## Task requirements:
Count the lines in the records below that contain the word "crate", and give only that number.

## Records supplied:
//! The `options!` shorthand.
//!
//! Dialect settings are usually a handful of overrides on top of the RFC 4180
//! defaults; the macro spells out only those.

/// Build [`crate::Options`] from the defaults, overriding the listed fields.
///
/// ```rust
/// let tsv_with_headers = serde_dsv::options! {
///     delimiter: b'\t',
///     has_header_record: true,
///     null_string: "NULL".to_string(),
/// };
/// assert_eq!(tsv_with_headers.quote, b'"');
/// assert_eq!(tsv_with_headers.null_string, "NULL");
/// ```
#[macro_export]
macro_rules! options {
    ( $( $field:ident : $value:expr ),* $(,)? ) => {
        $crate::Options {
            $( $field: $value, )*
            ..$crate::Options::default()
        }
    };
}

## Output of the exercise:
3